Hij was vrij duidelijk en zei meteen dat deze plek absoluut niet gemist had mogen worden. Ook niet in 2017. Ik hou wel van die oprechtheid en duidelijkheid, daar kan ik tenminste iets mee. Hij raadde me aan om ook eens te praten met een radioloog voordat ik een beslissing wilde nemen. Deze radioloog hebben we meerdere keren gesproken en zij durfde het aan om voorlopig te wachten. Ik wilde kijken wat de plek deed, tenslotte zat hij er al ruim 2 jaar. En dat was wat we deden. Ik had de rust en de tijd en vooral dat laatste voelde ook echt zo.
Mondje dicht
Ik besloot om het bijna niemand te vertellen en de eerste weken wisten alleen mijn vriend en zus ervan. Deze beslissing nam ik met een reden. In mijn hoofd was ik al bezig met mijn leven zonder plek op mijn long. Mijn proces daar naartoe was al gestart en ik wilde geen energie verspillen aan steeds weer moeten uitleggen of vertellen over een plek op mijn long. Iedere keer dat ik dit zou doen, zou ik namelijk erkennen dat de plek aanwezig was en zou het voormijn gevoel lastiger worden om hem weg te krijgen, was mijn gedachte. En ik wilde er ook gewoon niet de hele tijd aan herinnerd worden. Op een schaal van A-Z, zat ik al ergens bij de M en dan moet je toch steeds weer terug naar A. Uiteindelijk heb ik nog een paar goede vriendinnen een paar maanden later op de hoogte gebracht, maar toen was er alweer meer zicht op de eindstreep.
Corona?
De kinderen hebben we bewust niets verteld.
We wilden niet dat het in hun hoofd ging zitten. Ze maken toch een eigen verhaal van kanker (ze zijn 10 en 11). Ze zaten nog vol van de film ‘8ste-groepers huilen niet’. Bovendien hadden we ook geen antwoord op vragen, omdat we zelf eigenlijk niets wisten.

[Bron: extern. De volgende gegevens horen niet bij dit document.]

//! Charging stations from the Open Charge Map registry.
//!
//! Every registry entry is a charging site, but only entries that name at
//! least one connector type are useful to a driver, so the rest are dropped.

use tracing::debug;

use crate::domain::{Coordinate, Station, StationOrigin};
use crate::ocm::{PoiDto, PoiQuery, RegistryProvider};

use super::{QueryOutcome, SEARCH_RADIUS_KM, StationSource};

/// Maximum registry entries per query.
const MAX_RESULTS: u32 = 10;

/// Station source backed by Open Charge Map.
#[derive(Debug, Clone)]
pub struct OcmSource<R> {
    registry: R,
    distance_km: u32,
    max_results: u32,
}

impl<R: RegistryProvider> OcmSource<R> {
    /// Create a source searching the default 5 km radius, 10 results.
    pub fn new(registry: R) -> Self {
        Self {
            registry,
            distance_km: SEARCH_RADIUS_KM,
            max_results: MAX_RESULTS,
        }
    }

    fn query(&self, point: Coordinate) -> PoiQuery {
        PoiQuery {
            location: point,
            distance_km: self.distance_km,
            max_results: self.max_results,
            operational_only: true,
        }
    }
}

impl<R: RegistryProvider> StationSource for OcmSource<R> {
    fn name(&self) -> &'static str {
        "ocm"
    }

    async fn stations_near(&self, point: Coordinate) -> QueryOutcome<Station> {
        let result = self.registry.poi(&self.query(point)).await;
        QueryOutcome::from_result(result.map(|pois| {
            let total = pois.len();
            let stations: Vec<Station> = pois.into_iter().filter_map(poi_to_station).collect();
            debug!(%point, total, kept = stations.len(), "ocm stations");
            stations
        }))
    }
}

/// Map a registry entry into a station.
///
/// Returns `None` when no connection names a connector type, or the entry
/// has no valid location.
pub fn poi_to_station(poi: PoiDto) -> Option<Station> {
    let mut connectors: Vec<String> = Vec::new();
    for title in poi
        .connections
        .iter()
        .filter_map(|c| c.connection_type.as_ref()?.title.as_deref())
        .filter(|t| !t.is_empty())
    {
        if !connectors.iter().any(|c| c == title) {
            connectors.push(title.to_string());
        }
    }
    if connectors.is_empty() {
        return None;
    }

    let power_kw = poi
        .connections
        .iter()
        .filter_map(|c| c.power_kw)
        .filter(|kw| *kw > 0.0)
        .fold(0.0, f64::max);

    let info = poi.address_info.unwrap_or_default();
    let location = Coordinate::new(info.latitude?, info.longitude?).ok()?;

    Some(Station {
        source: StationOrigin::Ocm {
            power_kw,
            connectors,
        },
        name: info.title.unwrap_or_else(|| "Unknown Station".to_string()),
        location,
        address: info
            .address_line1
            .unwrap_or_else(|| "Address not available".to_string()),
        is_operational: poi
            .status_type
            .and_then(|s| s.is_operational)
            .unwrap_or(true),
    })
}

De avond voor de bestraling hebben we het verteld en toen we iets belangrijks wilden bespreken, dachten ze eerst dat ik corona had;-)
Mijn moeder heb ik het ook pas na een maand of twee verteld. Ik wist namelijk hoe verdrietig ze zou zijn en ook wij wisten nog niet wat het plan zou worden.
Op de fiets naar het ziekenhuis
Toen we in januari van de radioloog hoorde dat het licht gegroeid was, hebben we nog getwist over de beelden en de metingen. Maar ook toen heb ik gewacht. Totdat ik eraan toe was om iets te doen. Uiteindelijk heb ik dan ook de beslissing genomen om toch te bestralen. En dan vooral ook omdat ik eraan toe was om het af te sluiten en er geen energie meer aan te hoeven besteden. Het was inmiddels eind april en er waren 8 maanden verstreken. Het was een goede beslissing. Het was mooi weer en ik kon op de fiets naar het ziekenhuis. Midden in corona-tijd. Leeg ziekenhuis. Alle rust. Ik heb hem al die maanden genoemd: ‘De plek die bijna weg’ is en nu was hij dan ook eindelijk weg na de bestralingen. In augustus 2020 zat er nog een klein litteken, maar zo zal iedereen zijn littekens hebben.